Designs come through my conversation with the client. We work together to distill the theme, connecting disparate elements. I come with an open mind and let the conversation take us there. I love being in the moment with them, and translating their visions into something concrete and beautiful.
I always want to come out at a point where we’re (metaphorically) high-fiving each other because it is all coming together.
I start with a colour scheme and a concept and place an order for any big-ticket items (where the plan is based around a particular variety). But 80% of my buying is spur of the moment, on the day.
It sounds cheesy, but the uniqueness of the client means the floral designs will always be unique. They’re who I work with in the beginning and who I forage for in the end, so the final design is a unique testament to our teamwork.
I choose seasonal flowers from local suppliers and growers at the Melbourne Flower Market. My favourite part is the little kick I get out of the serendipity of finding the perfect flower – or the perfect anything else.

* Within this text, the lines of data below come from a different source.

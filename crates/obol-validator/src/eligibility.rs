//! Validator eligibility checks.
//!
//! Registry state alone is not enough to produce blocks: the stake has
//! to still exist. The UTXO scan is expensive, so it runs only at
//! eligibility time, never per selection round.

use crate::registry::{ValidatorId, ValidatorRegistry, ValidatorStatus, VALIDATOR_MIN_STAKE};
use obol_chain::CoinsView;
use obol_types::{Amount, Script};
use tracing::debug;

/// Sum the unspent outputs paying `script` and check the total against
/// the validator minimum.
pub fn verify_minimum_stake(coins: &dyn CoinsView, script: &Script) -> bool {
    let mut total: Amount = 0;
    for (_, coin) in coins.iter() {
        if coin.pays_to(script) {
            total += coin.value();
        }
    }
    if total < VALIDATOR_MIN_STAKE {
        debug!(
            total,
            minimum = VALIDATOR_MIN_STAKE,
            "stake below minimum in UTXO set"
        );
        return false;
    }
    true
}

/// Whether a validator may produce blocks: active, never slashed,
/// registered stake at the minimum, and that stake still present in
/// the UTXO set (a spent stake must not keep minting).
pub fn is_validator_eligible(
    registry: &ValidatorRegistry,
    coins: &dyn CoinsView,
    id: &ValidatorId,
) -> bool {
    let Some(validator) = registry.get(id) else {
        debug!(validator = %id, "validator not in registry");
        return false;
    };
    if validator.status != ValidatorStatus::Active {
        debug!(validator = %id, status = ?validator.status, "validator not active");
        return false;
    }
    if validator.staked_amount < VALIDATOR_MIN_STAKE {
        debug!(validator = %id, staked = validator.staked_amount, "validator below minimum stake");
        return false;
    }
    if !verify_minimum_stake(coins, &validator.script_pubkey) {
        debug!(validator = %id, "validator stake not verified in UTXO set");
        return false;
    }
    true
}

#[cfg(test)]
mod tests {
    use super::*;
    use obol_chain::Coin;
    use obol_types::{sha256d, OutPoint, TxOutput, COIN};

    struct StaticCoins(Vec<(OutPoint, Coin)>);

    impl CoinsView for StaticCoins {
        fn iter(&self) -> Box<dyn Iterator<Item = (OutPoint, Coin)> + '_> {
            Box::new(self.0.iter().cloned())
        }
    }

    fn utxo(tag: u8, value: Amount, script: &Script) -> (OutPoint, Coin) {
        (
            OutPoint {
                txid: sha256d(&[tag]),
                vout: 0,
            },
            Coin {
                output: TxOutput {
                    value,
                    script_pubkey: script.clone(),
                },
                height: 1,
            },
        )
    }

    fn script(tag: u8) -> Script {
        Script::from(vec![0x76, tag])
    }

    #[test]
    fn test_stake_summed_across_outputs() {
        let s = script(1);
        let coins = StaticCoins(vec![
            utxo(0, 20 * COIN, &s),
            utxo(1, 12 * COIN, &s),
            utxo(2, 100 * COIN, &script(2)), // someone else's coin
        ]);
        assert!(verify_minimum_stake(&coins, &s));

        let short = StaticCoins(vec![utxo(0, 20 * COIN, &s), utxo(1, 11 * COIN, &s)]);
        assert!(!verify_minimum_stake(&short, &s));
    }

    #[test]
    fn test_eligibility_requires_active_and_backed_stake() {
        let registry = ValidatorRegistry::new();
        let s = script(1);
        let id = registry.register(s.clone(), 32 * COIN, 0).unwrap();
        let backed = StaticCoins(vec![utxo(0, 32 * COIN, &s)]);

        // inactive: not eligible
        assert!(!is_validator_eligible(&registry, &backed, &id));

        registry.activate(&id, 0).unwrap();
        assert!(is_validator_eligible(&registry, &backed, &id));

        // stake spent out of the UTXO set: not eligible
        let unbacked = StaticCoins(vec![]);
        assert!(!is_validator_eligible(&registry, &unbacked, &id));
    }

    #[test]
    fn test_slashed_validator_never_eligible() {
        let registry = ValidatorRegistry::new();
        let s = script(1);
        let id = registry.register(s.clone(), 320 * COIN, 0).unwrap();
        registry.activate(&id, 0).unwrap();
        let backed = StaticCoins(vec![utxo(0, 320 * COIN, &s)]);
        assert!(is_validator_eligible(&registry, &backed, &id));

        registry.slash(&id, 100, 0.1).unwrap();
        assert!(!is_validator_eligible(&registry, &backed, &id));
    }

    #[test]
    fn test_unknown_validator_not_eligible() {
        let registry = ValidatorRegistry::new();
        let coins = StaticCoins(vec![]);
        assert!(!is_validator_eligible(&registry, &coins, &sha256d(b"nobody")));
    }
}
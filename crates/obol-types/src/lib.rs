//! # obol-types
//!
//! Chain primitives for the Obol blockchain.
//!
//! This crate provides:
//! - 256-bit and 160-bit hashes with the double-SHA256 consensus hash
//! - The little-endian hash stream used by all consensus-critical hashing
//! - Scripts, outpoints, transactions and blocks
//! - Monetary amounts
//!
//! Everything here is serialization-exact: consensus code in the other
//! crates depends on the byte layout produced by [`HashWriter`] and the
//! transaction/block encoders, so changes to these must be treated as
//! hard-fork changes.

mod amount;
mod block;
mod hash;
mod script;
mod stream;
mod transaction;

pub use amount::{Amount, COIN};
pub use block::{Block, BlockHeader};
pub use hash::{hash160, sha256d, Hash160, Hash256};
pub use script::Script;
pub use stream::HashWriter;
pub use transaction::{OutPoint, Transaction, TxInput, TxOutput};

I like to include some unusual, off-beat elements that accentuate the beauty of the more traditional flowers, and allow designs to take their shape stem by stem, without floral foam, in a free-form style of floristry.
I work in a small team and we create arrangements for the bridal party, their family and friends, and the ceremony and reception spaces. I collaborate with relevant vendors to refine the details of the design and with the venues to confirm bump-in and -out logistics.
We often spend hours just on one installation, and take it down soon afterwards. But I like that the work is fleeting. The best thing about flowers is that they are ever-changing so, just by association, a space becomes unique.
I've always worked in a creative studio and I get a buzz out of collaboration. Now my main collaborators are clients or fellow industry cats, and I love brainstorming floral designs to advertise or represent brands, or to push boundaries in floral artistry.
I constantly adapt whatever I'm looking at or thinking about into my work. It’s not just about the flowers, it’s about what contains and binds them. If those things don’t work, it’s not going to be as good as it could possibly be.